Filter the material, keeping only lines with the word "work".

--- START ---

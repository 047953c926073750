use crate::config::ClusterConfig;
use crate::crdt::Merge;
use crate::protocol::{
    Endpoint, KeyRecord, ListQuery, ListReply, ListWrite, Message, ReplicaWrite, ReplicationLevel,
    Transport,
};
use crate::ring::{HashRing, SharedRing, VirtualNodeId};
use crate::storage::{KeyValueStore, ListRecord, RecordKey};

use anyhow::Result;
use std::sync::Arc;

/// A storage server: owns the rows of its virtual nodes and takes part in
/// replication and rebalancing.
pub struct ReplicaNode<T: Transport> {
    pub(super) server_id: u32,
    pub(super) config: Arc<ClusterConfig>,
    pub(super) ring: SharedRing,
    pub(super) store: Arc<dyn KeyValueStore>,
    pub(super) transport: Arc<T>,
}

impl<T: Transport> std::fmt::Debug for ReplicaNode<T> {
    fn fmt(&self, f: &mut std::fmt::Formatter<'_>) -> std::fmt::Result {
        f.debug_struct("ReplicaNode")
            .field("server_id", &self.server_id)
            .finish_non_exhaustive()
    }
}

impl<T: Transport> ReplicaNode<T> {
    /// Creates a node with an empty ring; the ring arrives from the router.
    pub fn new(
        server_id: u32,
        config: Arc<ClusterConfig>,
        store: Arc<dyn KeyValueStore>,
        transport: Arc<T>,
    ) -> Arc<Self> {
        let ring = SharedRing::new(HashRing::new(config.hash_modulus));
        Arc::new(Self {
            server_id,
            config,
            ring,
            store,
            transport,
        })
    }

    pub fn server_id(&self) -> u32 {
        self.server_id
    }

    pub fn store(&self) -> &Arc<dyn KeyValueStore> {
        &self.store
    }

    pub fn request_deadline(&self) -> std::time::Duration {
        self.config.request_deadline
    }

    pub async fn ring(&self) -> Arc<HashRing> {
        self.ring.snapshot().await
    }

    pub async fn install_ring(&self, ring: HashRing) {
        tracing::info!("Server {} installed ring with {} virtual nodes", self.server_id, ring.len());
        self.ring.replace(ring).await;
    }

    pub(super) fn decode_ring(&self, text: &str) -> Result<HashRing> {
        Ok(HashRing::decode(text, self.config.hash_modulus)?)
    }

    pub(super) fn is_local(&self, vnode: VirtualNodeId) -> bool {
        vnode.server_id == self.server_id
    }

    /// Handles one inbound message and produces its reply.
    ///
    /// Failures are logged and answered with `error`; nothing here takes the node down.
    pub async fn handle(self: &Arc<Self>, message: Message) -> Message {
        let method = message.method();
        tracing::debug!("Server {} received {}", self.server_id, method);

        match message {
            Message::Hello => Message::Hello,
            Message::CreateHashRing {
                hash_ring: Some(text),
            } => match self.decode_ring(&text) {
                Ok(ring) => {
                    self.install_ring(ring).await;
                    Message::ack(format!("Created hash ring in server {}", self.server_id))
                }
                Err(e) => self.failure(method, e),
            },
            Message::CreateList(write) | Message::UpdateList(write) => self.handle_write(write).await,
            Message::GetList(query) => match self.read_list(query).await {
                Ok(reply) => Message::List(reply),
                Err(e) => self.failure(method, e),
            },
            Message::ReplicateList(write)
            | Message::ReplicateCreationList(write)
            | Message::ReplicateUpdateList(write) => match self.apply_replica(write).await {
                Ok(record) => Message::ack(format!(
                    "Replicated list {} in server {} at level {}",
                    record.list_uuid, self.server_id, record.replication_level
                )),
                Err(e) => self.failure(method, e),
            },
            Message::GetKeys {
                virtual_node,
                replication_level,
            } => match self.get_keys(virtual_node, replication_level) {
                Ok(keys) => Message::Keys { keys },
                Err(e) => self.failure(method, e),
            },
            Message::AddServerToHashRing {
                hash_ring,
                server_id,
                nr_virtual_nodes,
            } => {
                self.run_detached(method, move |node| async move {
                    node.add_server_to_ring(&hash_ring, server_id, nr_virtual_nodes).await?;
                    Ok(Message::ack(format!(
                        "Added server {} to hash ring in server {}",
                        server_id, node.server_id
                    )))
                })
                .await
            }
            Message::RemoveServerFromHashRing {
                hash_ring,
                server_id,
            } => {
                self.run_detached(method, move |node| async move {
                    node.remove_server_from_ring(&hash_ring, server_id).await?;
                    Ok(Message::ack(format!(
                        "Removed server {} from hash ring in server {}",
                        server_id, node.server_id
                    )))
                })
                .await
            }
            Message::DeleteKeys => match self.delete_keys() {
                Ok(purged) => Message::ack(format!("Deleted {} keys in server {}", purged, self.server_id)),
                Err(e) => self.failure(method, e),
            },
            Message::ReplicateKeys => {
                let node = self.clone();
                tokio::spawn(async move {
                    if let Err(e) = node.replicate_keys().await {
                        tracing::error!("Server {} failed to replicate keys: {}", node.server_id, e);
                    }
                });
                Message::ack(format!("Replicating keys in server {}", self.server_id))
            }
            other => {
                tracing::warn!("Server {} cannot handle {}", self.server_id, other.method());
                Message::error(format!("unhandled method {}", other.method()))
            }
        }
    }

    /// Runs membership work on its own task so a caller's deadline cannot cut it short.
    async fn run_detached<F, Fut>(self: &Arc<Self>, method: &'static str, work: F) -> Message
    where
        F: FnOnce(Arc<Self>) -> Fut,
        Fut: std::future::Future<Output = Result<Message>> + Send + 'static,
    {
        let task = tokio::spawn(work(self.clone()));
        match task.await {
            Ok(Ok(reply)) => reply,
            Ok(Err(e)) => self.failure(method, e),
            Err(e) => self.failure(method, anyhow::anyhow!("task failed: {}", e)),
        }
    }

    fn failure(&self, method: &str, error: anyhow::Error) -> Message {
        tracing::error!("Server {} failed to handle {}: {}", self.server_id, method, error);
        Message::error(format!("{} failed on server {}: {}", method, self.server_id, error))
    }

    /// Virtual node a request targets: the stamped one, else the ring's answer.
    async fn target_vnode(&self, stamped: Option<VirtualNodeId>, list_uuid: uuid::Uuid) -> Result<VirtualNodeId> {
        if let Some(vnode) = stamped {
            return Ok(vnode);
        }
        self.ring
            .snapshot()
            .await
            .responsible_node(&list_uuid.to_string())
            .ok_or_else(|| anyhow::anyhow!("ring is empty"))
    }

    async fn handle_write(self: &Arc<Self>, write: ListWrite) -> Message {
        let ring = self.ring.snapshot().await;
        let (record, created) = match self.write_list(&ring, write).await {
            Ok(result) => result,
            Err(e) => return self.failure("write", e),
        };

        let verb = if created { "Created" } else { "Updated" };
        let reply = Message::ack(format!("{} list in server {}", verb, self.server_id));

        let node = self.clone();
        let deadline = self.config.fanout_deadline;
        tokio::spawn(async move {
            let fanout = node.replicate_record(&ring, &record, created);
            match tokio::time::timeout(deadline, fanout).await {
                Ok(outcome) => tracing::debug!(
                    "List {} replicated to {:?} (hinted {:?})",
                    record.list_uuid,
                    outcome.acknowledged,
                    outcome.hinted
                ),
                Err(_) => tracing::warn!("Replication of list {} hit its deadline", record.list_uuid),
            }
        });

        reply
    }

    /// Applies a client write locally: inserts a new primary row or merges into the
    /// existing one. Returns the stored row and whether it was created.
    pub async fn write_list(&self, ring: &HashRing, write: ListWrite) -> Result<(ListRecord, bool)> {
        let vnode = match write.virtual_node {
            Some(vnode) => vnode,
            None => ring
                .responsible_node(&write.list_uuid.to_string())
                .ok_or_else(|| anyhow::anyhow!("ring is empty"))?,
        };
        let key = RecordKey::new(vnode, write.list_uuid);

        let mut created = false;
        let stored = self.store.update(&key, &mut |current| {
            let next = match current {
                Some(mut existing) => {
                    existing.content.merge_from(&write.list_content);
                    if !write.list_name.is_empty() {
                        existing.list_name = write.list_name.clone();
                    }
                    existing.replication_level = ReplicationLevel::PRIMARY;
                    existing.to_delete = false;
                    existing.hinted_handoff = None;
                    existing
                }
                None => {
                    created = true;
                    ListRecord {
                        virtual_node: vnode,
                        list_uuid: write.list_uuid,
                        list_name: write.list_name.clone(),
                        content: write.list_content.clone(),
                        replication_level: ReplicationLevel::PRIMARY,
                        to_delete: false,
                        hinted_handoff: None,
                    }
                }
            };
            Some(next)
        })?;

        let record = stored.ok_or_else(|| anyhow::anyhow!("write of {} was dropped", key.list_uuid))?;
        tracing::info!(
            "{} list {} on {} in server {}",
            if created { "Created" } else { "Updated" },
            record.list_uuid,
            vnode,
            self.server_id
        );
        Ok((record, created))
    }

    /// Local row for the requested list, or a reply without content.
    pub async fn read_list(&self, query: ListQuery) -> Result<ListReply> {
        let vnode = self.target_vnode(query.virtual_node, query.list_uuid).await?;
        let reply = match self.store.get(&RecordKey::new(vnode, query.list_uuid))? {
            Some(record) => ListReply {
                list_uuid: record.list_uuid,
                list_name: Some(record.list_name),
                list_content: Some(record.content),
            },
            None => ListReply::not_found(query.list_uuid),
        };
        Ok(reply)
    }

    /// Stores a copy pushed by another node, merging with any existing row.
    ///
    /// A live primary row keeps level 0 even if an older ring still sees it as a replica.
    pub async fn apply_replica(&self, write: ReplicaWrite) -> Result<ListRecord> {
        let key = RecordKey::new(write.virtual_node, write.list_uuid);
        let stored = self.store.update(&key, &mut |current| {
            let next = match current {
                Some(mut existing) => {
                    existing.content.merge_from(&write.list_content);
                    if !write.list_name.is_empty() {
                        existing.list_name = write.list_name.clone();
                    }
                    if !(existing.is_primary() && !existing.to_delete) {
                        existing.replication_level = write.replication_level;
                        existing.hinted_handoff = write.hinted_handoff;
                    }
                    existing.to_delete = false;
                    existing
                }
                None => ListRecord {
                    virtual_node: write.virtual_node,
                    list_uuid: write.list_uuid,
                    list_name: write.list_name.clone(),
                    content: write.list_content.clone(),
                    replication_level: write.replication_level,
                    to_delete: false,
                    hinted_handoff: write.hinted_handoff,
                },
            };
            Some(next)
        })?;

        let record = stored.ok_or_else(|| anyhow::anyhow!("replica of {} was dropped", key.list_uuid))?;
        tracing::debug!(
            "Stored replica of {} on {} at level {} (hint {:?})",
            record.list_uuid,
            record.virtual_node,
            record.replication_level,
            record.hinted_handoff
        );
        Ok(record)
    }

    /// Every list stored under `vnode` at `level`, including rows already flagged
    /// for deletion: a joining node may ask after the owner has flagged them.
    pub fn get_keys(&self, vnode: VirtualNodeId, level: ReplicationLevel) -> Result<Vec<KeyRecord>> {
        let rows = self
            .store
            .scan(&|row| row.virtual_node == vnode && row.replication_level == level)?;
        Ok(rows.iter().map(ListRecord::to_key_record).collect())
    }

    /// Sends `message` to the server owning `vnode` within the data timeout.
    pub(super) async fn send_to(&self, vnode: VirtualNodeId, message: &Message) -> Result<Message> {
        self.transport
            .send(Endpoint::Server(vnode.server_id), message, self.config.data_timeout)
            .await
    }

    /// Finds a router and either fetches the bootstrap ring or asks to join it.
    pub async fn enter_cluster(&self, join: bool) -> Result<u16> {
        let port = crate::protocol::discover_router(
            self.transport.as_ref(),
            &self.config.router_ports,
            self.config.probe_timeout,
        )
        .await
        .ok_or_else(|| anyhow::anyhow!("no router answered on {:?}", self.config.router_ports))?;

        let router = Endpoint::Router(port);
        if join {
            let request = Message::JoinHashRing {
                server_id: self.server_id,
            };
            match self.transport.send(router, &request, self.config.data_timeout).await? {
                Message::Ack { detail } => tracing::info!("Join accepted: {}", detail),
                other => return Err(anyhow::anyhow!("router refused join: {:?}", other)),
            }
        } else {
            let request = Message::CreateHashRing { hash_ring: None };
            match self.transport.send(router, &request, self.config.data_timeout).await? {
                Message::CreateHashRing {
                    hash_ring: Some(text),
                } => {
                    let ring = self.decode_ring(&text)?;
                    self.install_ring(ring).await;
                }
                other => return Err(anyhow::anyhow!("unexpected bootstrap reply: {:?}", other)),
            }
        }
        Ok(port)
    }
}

--- END ---

◆ **SOLUTION BELOW**:
    /// Runs membership work on its own task so a caller's deadline cannot cut it short.
    async fn run_detached<F, Fut>(self: &Arc<Self>, method: &'static str, work: F) -> Message
        let task = tokio::spawn(work(self.clone()));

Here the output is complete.